Directions for this task:
Look through the data that follows and say how many of its lines contain "ApiRequest", giving the number only.

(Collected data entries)
══════════════════════════════
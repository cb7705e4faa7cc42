//! # API Handlers
//!
//! HTTP endpoint handlers for the operator API.

pub mod connectors;
pub mod credentials;
pub mod log_sources;
pub mod logs;

use crate::db;
use crate::error::ApiError;
use crate::models::ServiceInfo;
use crate::server::AppState;
use axum::{extract::State, http::StatusCode, response::Json};
use serde::{Deserialize, Serialize};
use serde_json::{Value, json};
use utoipa::ToSchema;

/// Health status response
#[derive(Debug, Serialize, Deserialize, ToSchema)]
pub struct HealthResponse {
    /// "ok" when the database answers
    pub status: String,
}

/// Root handler that returns basic service information
#[utoipa::path(
    get,
    path = "/",
    responses(
        (status = 200, description = "Service information", body = ServiceInfo)
    ),
    tag = "root"
)]
pub async fn root() -> Json<ServiceInfo> {
    Json(ServiceInfo::default())
}

/// Liveness and database connectivity probe
#[utoipa::path(
    get,
    path = "/healthz",
    responses(
        (status = 200, description = "Service is healthy", body = HealthResponse),
        (status = 503, description = "Database unavailable", body = ApiError)
    ),
    tag = "root"
)]
pub async fn healthz(State(state): State<AppState>) -> Result<Json<HealthResponse>, ApiError> {
    db::health_check(&state.db).await.map_err(|error| {
        tracing::warn!(error = %error, "health check failed");
        ApiError::new(
            StatusCode::SERVICE_UNAVAILABLE,
            "SERVICE_UNAVAILABLE",
            "Database unavailable",
        )
    })?;

    Ok(Json(HealthResponse {
        status: "ok".to_string(),
    }))
}

/// Loopback endpoint targeted by the built-in test connector
#[utoipa::path(
    get,
    path = "/test/echo",
    responses(
        (status = 200, description = "Fixed JSON document", body = Object, example = json!({"a": 1}))
    ),
    tag = "root"
)]
pub async fn test_echo() -> Json<Value> {
    Json(json!({"a": 1}))
}
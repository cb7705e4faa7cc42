//! Test utilities for database and gateway testing.
//!
//! Sets up SQLite databases with migrations applied and inserts connector
//! and credential fixtures through the repositories.

use anyhow::Result;
use ::api_connector::config::GatewayConfig;
use ::api_connector::connectors::OverrideRegistry;
use ::api_connector::gateway::ApiGateway;
use ::api_connector::models::api_connector;
use ::api_connector::models::api_credential::ApiCredential;
use ::api_connector::repositories::{
    ConnectorRepository, CredentialRepository, NewConnector, NewCredential,
};
use migration::{Migrator, MigratorTrait};
use sea_orm::{ConnectOptions, Database, DatabaseConnection};
use std::sync::Arc;
use std::time::Duration;
use tempfile::TempDir;

/// Sets up an in-memory SQLite database with all migrations applied.
///
/// In-memory SQLite runs on a single pooled connection.
pub async fn setup_test_db() -> Result<DatabaseConnection> {
    let db = Database::connect("sqlite::memory:").await?;
    Migrator::up(&db, None).await?;
    Ok(db)
}

/// Sets up an in-memory SQLite database with all migrations applied and returns an Arc.
#[allow(dead_code)]
pub async fn setup_test_db_arc() -> Result<Arc<DatabaseConnection>> {
    let db = setup_test_db().await?;
    Ok(Arc::new(db))
}

/// Sets up a file-backed SQLite database with two pooled connections, for
/// tests that hold a transaction on one connection while the log store
/// writes on the other.
#[allow(dead_code)]
pub async fn setup_file_db(dir: &TempDir) -> Result<Arc<DatabaseConnection>> {
    let url = format!("sqlite://{}?mode=rwc", dir.path().join("test.db").display());
    let mut opt = ConnectOptions::new(url);
    opt.max_connections(2)
        .min_connections(1)
        .acquire_timeout(Duration::from_secs(5))
        .sqlx_logging(false);

    let db = Database::connect(opt).await?;
    Migrator::up(&db, None).await?;
    Ok(Arc::new(db))
}

/// Creates a connector with the given code and base URL.
#[allow(dead_code)]
pub async fn create_connector(
    db: &Arc<DatabaseConnection>,
    code: &str,
    api_url: &str,
) -> Result<api_connector::Model> {
    ConnectorRepository::new(db.clone())
        .create(NewConnector::new(code, api_url))
        .await
}

/// Creates a connector and a credential using it; the credential gets a
/// freshly provisioned log source.
#[allow(dead_code)]
pub async fn create_credential(
    db: &Arc<DatabaseConnection>,
    name: &str,
    code: &str,
    api_url: &str,
) -> Result<ApiCredential> {
    let connector = create_connector(db, code, api_url).await?;
    CredentialRepository::new(db.clone())
        .create(NewCredential::new(name, connector.id))
        .await
}

/// Builds a gateway with the default configuration over the given registry.
#[allow(dead_code)]
pub fn test_gateway(db: &Arc<DatabaseConnection>, registry: OverrideRegistry) -> ApiGateway {
    gateway_with_config(db, registry, GatewayConfig::default())
}

#[allow(dead_code)]
pub fn gateway_with_config(
    db: &Arc<DatabaseConnection>,
    registry: OverrideRegistry,
    config: GatewayConfig,
) -> ApiGateway {
    ApiGateway::new(db.clone(), Arc::new(registry), config).expect("build HTTP client")
}
//! Delegation from log-source owners to the request log store.

use async_trait::async_trait;
use uuid::Uuid;

use super::{LogEntryPatch, LogStoreError, NewLogEntry};
use crate::repositories::HttpRequestLogRepository;

/// An entity that embeds exactly one log source.
///
/// Implementors only name their source; writing entries is provided.
#[async_trait]
pub trait LogSourceOwner: Send + Sync {
    fn log_source_id(&self) -> Uuid;

    async fn create_log(
        &self,
        logs: &HttpRequestLogRepository,
        entry: NewLogEntry,
    ) -> Result<Option<Uuid>, LogStoreError> {
        logs.create_log(self.log_source_id(), entry).await
    }

    async fn update_log(
        &self,
        logs: &HttpRequestLogRepository,
        log_id: Option<Uuid>,
        patch: LogEntryPatch,
    ) -> bool {
        logs.update_log(log_id, patch).await
    }
}

impl LogSourceOwner for crate::models::api_credential::Model {
    fn log_source_id(&self) -> Uuid {
        self.log_source_id
    }
}

impl LogSourceOwner for crate::models::api_credential::ApiCredential {
    fn log_source_id(&self) -> Uuid {
        self.credential.log_source_id
    }
}
//! # Request Gateway
//!
//! Turns a logical `(method, path, body, params)` call against a credential
//! into an HTTP exchange. Every step can be overridden per connector through
//! the [`OverrideRegistry`]; each attempt is recorded in the credential's
//! request log, and a call the API rejects for an expired token is retried
//! once after a successful refresh.
//!
//! Failures are governed by [`ApiRequest::silent`]: silent calls return
//! `Ok(None)`, raising calls return a [`ConnectionError`]. A success response
//! whose body is not JSON always yields `Ok(None)`.

pub mod error;
pub mod request;
pub mod text;

use metrics::{counter, histogram};
use reqwest::redirect::Policy;
use sea_orm::DatabaseConnection;
use serde_json::Value;
use std::sync::Arc;
use std::time::{Duration, Instant};
use tracing::{debug, info, instrument, warn};
use uuid::Uuid;

use crate::config::{GatewayConfig, RetryHeaders};
use crate::connectors::OverrideRegistry;
use crate::models::api_credential::ApiCredential;
use crate::repositories::HttpRequestLogRepository;
use crate::request_log::{LogEntryPatch, LogSourceOwner, NewLogEntry};

pub use error::{ConnectionError, FailureKind};
pub use request::{ApiErrorInfo, ApiRequest, ApiResponse, StringMap};

/// Per-call network timeout
pub const REQUEST_TIMEOUT: Duration = Duration::from_secs(60);

const MAX_REDIRECTS: usize = 10;

/// Result of a single attempt
enum Attempt {
    Done(Option<Value>),
    /// The token was refreshed; the caller should retry once
    RetryAfterRefresh,
}

/// Outbound API gateway shared by all credentials
#[derive(Clone)]
pub struct ApiGateway {
    http: reqwest::Client,
    logs: HttpRequestLogRepository,
    registry: Arc<OverrideRegistry>,
    config: GatewayConfig,
}

impl ApiGateway {
    /// Create a gateway with the standard HTTP client (60s timeout, redirects followed)
    pub fn new(
        db: Arc<DatabaseConnection>,
        registry: Arc<OverrideRegistry>,
        config: GatewayConfig,
    ) -> Result<Self, reqwest::Error> {
        let http = reqwest::Client::builder()
            .timeout(REQUEST_TIMEOUT)
            .redirect(Policy::limited(MAX_REDIRECTS))
            .build()?;
        Ok(Self::with_http_client(http, db, registry, config))
    }

    /// Create a gateway around a caller-supplied HTTP client
    pub fn with_http_client(
        http: reqwest::Client,
        db: Arc<DatabaseConnection>,
        registry: Arc<OverrideRegistry>,
        config: GatewayConfig,
    ) -> Self {
        Self {
            http,
            logs: HttpRequestLogRepository::new(db),
            registry,
            config,
        }
    }

    pub fn registry(&self) -> &OverrideRegistry {
        &self.registry
    }

    pub fn logs(&self) -> &HttpRequestLogRepository {
        &self.logs
    }

    /// Perform a call against the credential's API.
    ///
    /// Delegates entirely to an `ApiRequest` override when the credential's
    /// connector registered one; otherwise runs [`ApiGateway::dispatch`].
    #[instrument(skip_all, fields(credential = %credential.name(), code = %credential.code(), method = %request.method, path = %request.path))]
    pub async fn api_request(
        &self,
        credential: &ApiCredential,
        request: ApiRequest,
    ) -> Result<Option<Value>, ConnectionError> {
        if let Some(hook) = self.registry.api_request(credential.code()) {
            debug!("delegating to api_request override");
            return hook.api_request(self, credential, request).await;
        }
        self.dispatch(credential, request).await
    }

    /// The default request pipeline, also available to `ApiRequest` overrides.
    pub async fn dispatch(
        &self,
        credential: &ApiCredential,
        mut request: ApiRequest,
    ) -> Result<Option<Value>, ConnectionError> {
        // An attempt with renew_token set never asks for another retry.
        loop {
            match self.attempt(credential, &request).await? {
                Attempt::Done(result) => return Ok(result),
                Attempt::RetryAfterRefresh => {
                    info!(credential = %credential.name(), "retrying after token refresh");
                    request.renew_token = true;
                    if self.config.retry_headers == RetryHeaders::Recompute {
                        request.headers = None;
                    }
                }
            }
        }
    }

    async fn attempt(
        &self,
        credential: &ApiCredential,
        request: &ApiRequest,
    ) -> Result<Attempt, ConnectionError> {
        let headers = match &request.headers {
            Some(headers) => headers.clone(),
            None => self.api_headers(credential, request.renew_token).await,
        };
        let url = self.api_url(credential, &request.path);
        let log_id = self.open_log(credential, &url, request, &headers).await;

        let mut builder = self.http.request(request.method.clone(), &url);
        for (name, value) in &headers {
            builder = builder.header(name.as_str(), value.as_str());
        }
        if let Some(params) = &request.params {
            builder = builder.query(params);
        }
        if let Some(body) = &request.body {
            builder = builder.json(body);
        }

        let started = Instant::now();
        let response = match self.send(builder).await {
            Ok(response) => response,
            Err(message) => {
                warn!(credential = %credential.name(), url = %url, error = %message, "API request failed");
                credential
                    .update_log(&self.logs, log_id, LogEntryPatch::error(message.clone()))
                    .await;
                record(credential, "transport_error", started);
                return self.fail(request, ConnectionError::transport(credential.name(), message));
            }
        };
        let status = response.status;

        if self.is_api_success(credential, &response) {
            return match response.json() {
                Ok(body) => {
                    credential
                        .update_log(&self.logs, log_id, LogEntryPatch::response(status, body.clone()))
                        .await;
                    record(credential, "success", started);
                    Ok(Attempt::Done(Some(body)))
                }
                Err(error) => {
                    debug!(credential = %credential.name(), %error, "success response is not JSON");
                    let patch = LogEntryPatch::response(status, Value::String(response.text))
                        .with_error(error.to_string());
                    credential.update_log(&self.logs, log_id, patch).await;
                    record(credential, "invalid_body", started);
                    Ok(Attempt::Done(None))
                }
            };
        }

        let body = match response.json() {
            Ok(body) => body,
            Err(error) => {
                debug!(credential = %credential.name(), %error, "failure response is not JSON");
                let readable = text::readable_text(&response.text);
                let first_line = text::first_line(&readable).to_string();
                let patch = LogEntryPatch::response(status, Value::String(response.text))
                    .with_error(first_line);
                credential.update_log(&self.logs, log_id, patch).await;
                record(credential, "api_error", started);
                return self.fail(
                    request,
                    ConnectionError::new(credential.name(), readable, FailureKind::Api { status }),
                );
            }
        };

        let info = self.parse_api_error(credential, &response, &body);
        let patch = LogEntryPatch::response(status, Value::String(response.text.clone()))
            .with_error(info.message.clone());
        credential.update_log(&self.logs, log_id, patch).await;
        record(credential, "api_error", started);

        if info.is_refresh_token_needed {
            if request.renew_token {
                warn!(credential = %credential.name(), status, "token still rejected after refresh");
            } else if self.refresh_api_token(credential).await {
                return Ok(Attempt::RetryAfterRefresh);
            } else {
                warn!(credential = %credential.name(), status, "token refresh failed");
            }
            return self.fail(
                request,
                ConnectionError::new(
                    credential.name(),
                    info.message,
                    FailureKind::TokenRefresh { status },
                ),
            );
        }

        self.fail(
            request,
            ConnectionError::new(credential.name(), info.message, FailureKind::Api { status }),
        )
    }

    /// Sends the request and reads the whole body; any failure is a transport error
    async fn send(&self, builder: reqwest::RequestBuilder) -> Result<ApiResponse, String> {
        let response = builder.send().await.map_err(|e| transport_message(&e))?;
        let status = response.status().as_u16();
        let headers = response
            .headers()
            .iter()
            .filter_map(|(name, value)| {
                value
                    .to_str()
                    .ok()
                    .map(|value| (name.to_string(), value.to_string()))
            })
            .collect();
        let text = response.text().await.map_err(|e| transport_message(&e))?;
        Ok(ApiResponse {
            status,
            headers,
            text,
        })
    }

    fn fail(&self, request: &ApiRequest, error: ConnectionError) -> Result<Attempt, ConnectionError> {
        if request.silent {
            debug!(%error, "suppressing API failure for silent request");
            Ok(Attempt::Done(None))
        } else {
            Err(error)
        }
    }

    async fn open_log(
        &self,
        credential: &ApiCredential,
        url: &str,
        request: &ApiRequest,
        headers: &StringMap,
    ) -> Option<Uuid> {
        let entry = NewLogEntry {
            name: url.to_string(),
            method: Some(request.method.to_string()),
            headers: serde_json::to_string(headers).ok(),
            params: request
                .params
                .as_ref()
                .and_then(|params| serde_json::to_string(params).ok()),
            request_body: request.body.clone(),
            ..Default::default()
        };

        match credential.create_log(&self.logs, entry).await {
            Ok(log_id) => log_id,
            Err(error) => {
                debug!(credential = %credential.name(), %error, "request log entry not created");
                None
            }
        }
    }

    /// Absolute URL of `path` for this credential
    pub fn api_url(&self, credential: &ApiCredential, path: &str) -> String {
        match self.registry.api_url(credential.code()) {
            Some(hook) => hook.api_url(credential, path),
            None => default_api_url(credential.api_url(), path),
        }
    }

    pub async fn api_headers(&self, credential: &ApiCredential, renew_token: bool) -> StringMap {
        match self.registry.api_headers(credential.code()) {
            Some(hook) => hook.api_headers(credential, renew_token).await,
            None => default_api_headers(),
        }
    }

    pub fn is_api_success(&self, credential: &ApiCredential, response: &ApiResponse) -> bool {
        match self.registry.is_api_success(credential.code()) {
            Some(hook) => hook.is_api_success(credential, response),
            None => (200..300).contains(&response.status),
        }
    }

    pub fn parse_api_error(
        &self,
        credential: &ApiCredential,
        response: &ApiResponse,
        body: &Value,
    ) -> ApiErrorInfo {
        match self.registry.parse_api_error(credential.code()) {
            Some(hook) => hook.parse_api_error(credential, response, body),
            None => ApiErrorInfo::new(response.text.clone()),
        }
    }

    pub async fn refresh_api_token(&self, credential: &ApiCredential) -> bool {
        match self.registry.refresh_api_token(credential.code()) {
            Some(hook) => hook.refresh_api_token(credential).await,
            None => false,
        }
    }
}

/// `base` and `path` joined by exactly one slash
pub fn default_api_url(base: &str, path: &str) -> String {
    format!("{}/{}", base.trim_matches('/'), path.trim_matches('/'))
}

pub fn default_api_headers() -> StringMap {
    StringMap::from([
        ("Content-Type".to_string(), "application/json".to_string()),
        ("Accept".to_string(), "application/json".to_string()),
    ])
}

/// reqwest's top-level message omits the cause; append the source chain
fn transport_message(error: &reqwest::Error) -> String {
    let mut message = error.to_string();
    let mut source = std::error::Error::source(error);
    while let Some(cause) = source {
        message.push_str(": ");
        message.push_str(&cause.to_string());
        source = cause.source();
    }
    message
}

fn record(credential: &ApiCredential, outcome: &'static str, started: Instant) {
    let labels = vec![
        ("connector", credential.code().to_string()),
        ("outcome", outcome.to_string()),
    ];
    counter!("api_gateway_requests_total", &labels).increment(1);
    histogram!("api_gateway_request_duration_ms").record(started.elapsed().as_secs_f64() * 1_000.0);
}
//! Migration to create the api_credentials table.
//!
//! Credentials bind an organisation to a connector and own exactly one
//! log source; deleting the source removes the credential with it.

use sea_orm_migration::prelude::*;

#[derive(DeriveMigrationName)]
pub struct Migration;

#[async_trait::async_trait]
impl MigrationTrait for Migration {
    async fn up(&self, manager: &SchemaManager) -> Result<(), DbErr> {
        manager
            .create_table(
                Table::create()
                    .table(ApiCredentials::Table)
                    .if_not_exists()
                    .col(
                        ColumnDef::new(ApiCredentials::Id)
                            .uuid()
                            .not_null()
                            .primary_key(),
                    )
                    .col(
                        ColumnDef::new(ApiCredentials::Name)
                            .text()
                            .not_null()
                            .unique_key(),
                    )
                    .col(
                        ColumnDef::new(ApiCredentials::Active)
                            .boolean()
                            .not_null()
                            .default(true),
                    )
                    .col(ColumnDef::new(ApiCredentials::TenantId).uuid().null())
                    .col(ColumnDef::new(ApiCredentials::ConnectorId).uuid().not_null())
                    .col(ColumnDef::new(ApiCredentials::LogSourceId).uuid().not_null())
                    .col(
                        ColumnDef::new(ApiCredentials::CreatedAt)
                            .timestamp_with_time_zone()
                            .not_null()
                            .default(Expr::current_timestamp()),
                    )
                    .col(
                        ColumnDef::new(ApiCredentials::UpdatedAt)
                            .timestamp_with_time_zone()
                            .not_null()
                            .default(Expr::current_timestamp()),
                    )
                    .foreign_key(
                        ForeignKey::create()
                            .name("fk_api_credentials_connector_id")
                            .from(ApiCredentials::Table, ApiCredentials::ConnectorId)
                            .to(ApiConnectors::Table, ApiConnectors::Id)
                            .on_delete(ForeignKeyAction::Restrict),
                    )
                    .foreign_key(
                        ForeignKey::create()
                            .name("fk_api_credentials_log_source_id")
                            .from(ApiCredentials::Table, ApiCredentials::LogSourceId)
                            .to(HttpRequestLogSources::Table, HttpRequestLogSources::Id)
                            .on_delete(ForeignKeyAction::Cascade),
                    )
                    .to_owned(),
            )
            .await?;

        manager
            .create_index(
                Index::create()
                    .name("idx_api_credentials_connector_id")
                    .table(ApiCredentials::Table)
                    .col(ApiCredentials::ConnectorId)
                    .to_owned(),
            )
            .await?;

        Ok(())
    }

    async fn down(&self, manager: &SchemaManager) -> Result<(), DbErr> {
        manager
            .drop_index(
                Index::drop()
                    .name("idx_api_credentials_connector_id")
                    .to_owned(),
            )
            .await?;

        manager
            .drop_table(Table::drop().table(ApiCredentials::Table).to_owned())
            .await
    }
}

#[derive(DeriveIden)]
enum ApiCredentials {
    Table,
    Id,
    Name,
    Active,
    TenantId,
    ConnectorId,
    LogSourceId,
    CreatedAt,
    UpdatedAt,
}

#[derive(DeriveIden)]
enum ApiConnectors {
    Table,
    Id,
}

#[derive(DeriveIden)]
enum HttpRequestLogSources {
    Table,
    Id,
}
══════════════════════════════
Response to this exercise:
9